Not landing Spindler would require offensive line coach Jeff Quinn to extend more scholarship offers. There are not many options beyond Spindler after the Irish missed on a handful of key offensive line targets. Tristan Bounds (Michigan), Landon Tengwall (Penn State), Caleb Johnson (Auburn), Wyatt Milum (West Virginia) and Matthew Wykoff (Texas A&M) were among those who committed elsewhere.
Avon (Ind.) High’s Blake Fisher, Chicago Marist’s Pat Coogan and Fridley (Minn.) Totino-Grace’s Joe Alt are the offensive linemen committed to Notre Dame’s 2021 class.
“Any time that Notre Dame can win a Midwest battle over a school like Michigan, that’s significant. But I do feel like this would be a big win for coach Quinn,” said Trieu on what Spindler’s pledge would mean for Notre Dame. “(Michigan offensive line coach) Ed Warinner has been recruiting Rocco very hard.
“I do think that if Rocco picks Notre Dame, Jeff Quinn will have had a huge hand in that. This wouldn’t just be a kid who chose Notre Dame for all the other reasons a kid chooses Notre Dame. He has a really good relationship with coach Quinn.
“I think that would be really important for him as he’s still establishing himself as a recruiter at Notre Dame.”
Notre Dame hosted Spindler for its home game against Stanford on Sept. 29, 2018. He accrued his Irish offer the following week. Spindler returned for Notre Dame’s Oct. 12 home game against USC last season. His two trips to Notre Dame in the spring and planned May 15 commitment date were nixed by the coronavirus pandemic.
Head coach Brian Kelly, offensive coordinator Tommy Rees, Quinn and other members of Notre Dame’s coaching staff were heavily involved in Spindler’s recruitment. Former Irish offensive guard and current Indianapolis Colts star Quenton Nelson also has communicated with Spindler.
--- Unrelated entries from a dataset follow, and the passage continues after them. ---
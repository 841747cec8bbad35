pub mod persist;
mod types;

pub use types::*;

use anyhow::{Context, Result};
use std::path::{Path, PathBuf};

/// Locations tried, in order, when no config path is given
pub const DEFAULT_CONFIG_PATHS: &[&str] = &[
    "./config.toml",
    "./media-notifier.toml",
    "~/.config/media-notifier/config.toml",
    "/etc/media-notifier/config.toml",
];

/// Load configuration from a TOML file
pub fn load_config(path: &Path) -> Result<Config> {
    let content = std::fs::read_to_string(path)
        .with_context(|| format!("Failed to read config file: {:?}", path))?;

    let config: Config = toml::from_str(&content)
        .with_context(|| format!("Failed to parse config file: {:?}", path))?;

    validate_config(&config)?;

    Ok(config)
}

/// Load config from default locations or return default config.
///
/// Also returns the file the config came from, if any, so edits can be
/// written back to it.
pub fn load_config_or_default(custom_path: Option<&Path>) -> Result<(Config, Option<PathBuf>)> {
    load_config_searching(custom_path, DEFAULT_CONFIG_PATHS)
}

/// Like [`load_config_or_default`], with an explicit search list
pub fn load_config_searching(
    custom_path: Option<&Path>,
    search_paths: &[&str],
) -> Result<(Config, Option<PathBuf>)> {
    match find_config(custom_path, search_paths) {
        Some(path) => {
            tracing::debug!("Loading config from {:?}", path);
            let config = load_config(&path)?;
            Ok((config, Some(path)))
        }
        None => Ok((Config::default(), None)),
    }
}

fn find_config(custom_path: Option<&Path>, search_paths: &[&str]) -> Option<PathBuf> {
    if let Some(path) = custom_path {
        return Some(path.to_path_buf());
    }

    search_paths
        .iter()
        .map(|p| PathBuf::from(shellexpand::tilde(p).as_ref()))
        .find(|p| p.exists())
}

/// Validate configuration
pub fn validate_config(config: &Config) -> Result<()> {
    if config.server.port == 0 {
        anyhow::bail!("Server port cannot be 0");
    }

    let auth = &config.server.auth;
    if auth.enabled && auth.api_key.as_deref().map_or(true, |k| k.trim().is_empty()) {
        anyhow::bail!("Auth is enabled but no API key is configured");
    }

    validate_notifications(&config.notifications)?;

    if let Some(ref items) = config.library.items_file {
        if !items.exists() {
            tracing::warn!("Library items file does not exist: {:?}", items);
        }
    }

    Ok(())
}

/// Validate the notification section on its own (also used for live edits)
pub fn validate_notifications(notifications: &NotificationConfig) -> Result<()> {
    if !(1..=5).contains(&notifications.priority) {
        anyhow::bail!(
            "Notification priority must be between 1 and 5, got {}",
            notifications.priority
        );
    }

    // A missing target is reported when a send is attempted, not at load time
    if notifications.topic.trim().is_empty() {
        tracing::warn!("Notification topic is not configured");
    }
    if notifications.server_url.trim().is_empty() {
        tracing::warn!("Notification server URL is not configured");
    }

    Ok(())
}

#[cfg(test)]
mod tests {
    use super::*;
    use std::io::Write;

    fn write_config(content: &str) -> tempfile::NamedTempFile {
        let mut file = tempfile::NamedTempFile::new().unwrap();
        file.write_all(content.as_bytes()).unwrap();
        file
    }

    #[test]
    fn test_defaults_match_plugin_defaults() {
        let config = Config::default();
        let n = &config.notifications;
        assert_eq!(n.server_url, "https://ntfy.sh");
        assert_eq!(n.notification_title, "New Media Added");
        assert!(n.enable_movie_notifications);
        assert!(n.enable_series_notifications);
        assert!(n.enable_music_notifications);
        assert!(n.enable_thumbnails);
        assert_eq!(n.priority, 3);
        assert!(n.access_token.is_none());
    }

    #[test]
    fn test_load_partial_config() {
        let file = write_config(
            r#"
[notifications]
topic = "my-topic"
access_token = "tk_secret"
enable_music_notifications = false
episode_format = "{series} {season}x{episode}"
"#,
        );

        let config = load_config(file.path()).unwrap();
        let n = &config.notifications;
        assert_eq!(n.topic, "my-topic");
        assert_eq!(n.access_token.as_deref(), Some("tk_secret"));
        assert!(!n.enable_music_notifications);
        assert!(n.enable_movie_notifications);
        assert_eq!(n.episode_format, "{series} {season}x{episode}");
        assert_eq!(n.server_url, "https://ntfy.sh");
        assert_eq!(config.server.port, 8096);
    }

    #[test]
    fn test_rejects_out_of_range_priority() {
        let file = write_config("[notifications]\npriority = 9\n");
        let err = load_config(file.path()).unwrap_err();
        assert!(err.to_string().contains("priority"));
    }

    #[test]
    fn test_rejects_auth_without_key() {
        let file = write_config("[server.auth]\nenabled = true\n");
        assert!(load_config(file.path()).is_err());
    }

    #[test]
    fn test_blank_topic_is_not_a_load_error() {
        let file = write_config("[notifications]\ntopic = \"\"\n");
        let config = load_config(file.path()).unwrap();
        assert!(!config.notifications.has_target());
    }

    #[test]
    fn test_search_returns_first_existing_path() {
        let dir = tempfile::tempdir().unwrap();
        let found = dir.path().join("media-notifier.toml");
        std::fs::write(&found, "[notifications]\ntopic = \"found\"\n").unwrap();

        let missing = dir.path().join("config.toml");
        let search = [missing.to_str().unwrap(), found.to_str().unwrap()];

        let (config, path) = load_config_searching(None, &search).unwrap();
        assert_eq!(config.notifications.topic, "found");
        assert_eq!(path.as_deref(), Some(found.as_path()));
    }

    #[test]
    fn test_search_without_match_uses_defaults() {
        let dir = tempfile::tempdir().unwrap();
        let missing = dir.path().join("config.toml");

        let (config, path) = load_config_searching(None, &[missing.to_str().unwrap()]).unwrap();
        assert!(path.is_none());
        assert_eq!(config.notifications.topic, Config::default().notifications.topic);
    }

    #[test]
    fn test_explicit_path_must_exist() {
        let dir = tempfile::tempdir().unwrap();
        let missing = dir.path().join("absent.toml");
        assert!(load_config_searching(Some(&missing), &[]).is_err());
    }

    #[test]
    fn test_parse_error_mentions_path() {
        let file = write_config("[notifications\n");
        let err = load_config(file.path()).unwrap_err();
        assert!(err.to_string().contains("Failed to parse config file"));
    }
}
Their efforts appeared to pay off. In April 2019, Trieu forecasted Michigan to eventually secure Spindler’s pledge. He said he’s close to changing that prediction.
“If I had to make a new pick right now,” Trieu said, “I would probably put Notre Dame in. I did not want to switch my pick until I felt really confident. I don’t want to jump to Notre Dame, and then I hear late that it’s Michigan and I switch back. I hate jumping back and forth like that.
“I’ve held off on making that switch, but I do think things are trending toward Notre Dame here. I think that’s why you have some of the newer picks coming in for Notre Dame.”
Should Spindler choose Notre Dame, he will enroll a semester early in January. Then his father will hope he surpasses his achievements.
“He’s better prepared in the sense that physically and maturity wise,” Marc said. “He’s bigger. He’s stronger. I don’t know if he’s necessarily quicker, but he’s faster and has good feet.
“I can’t imagine where he’s going to be in six more months.”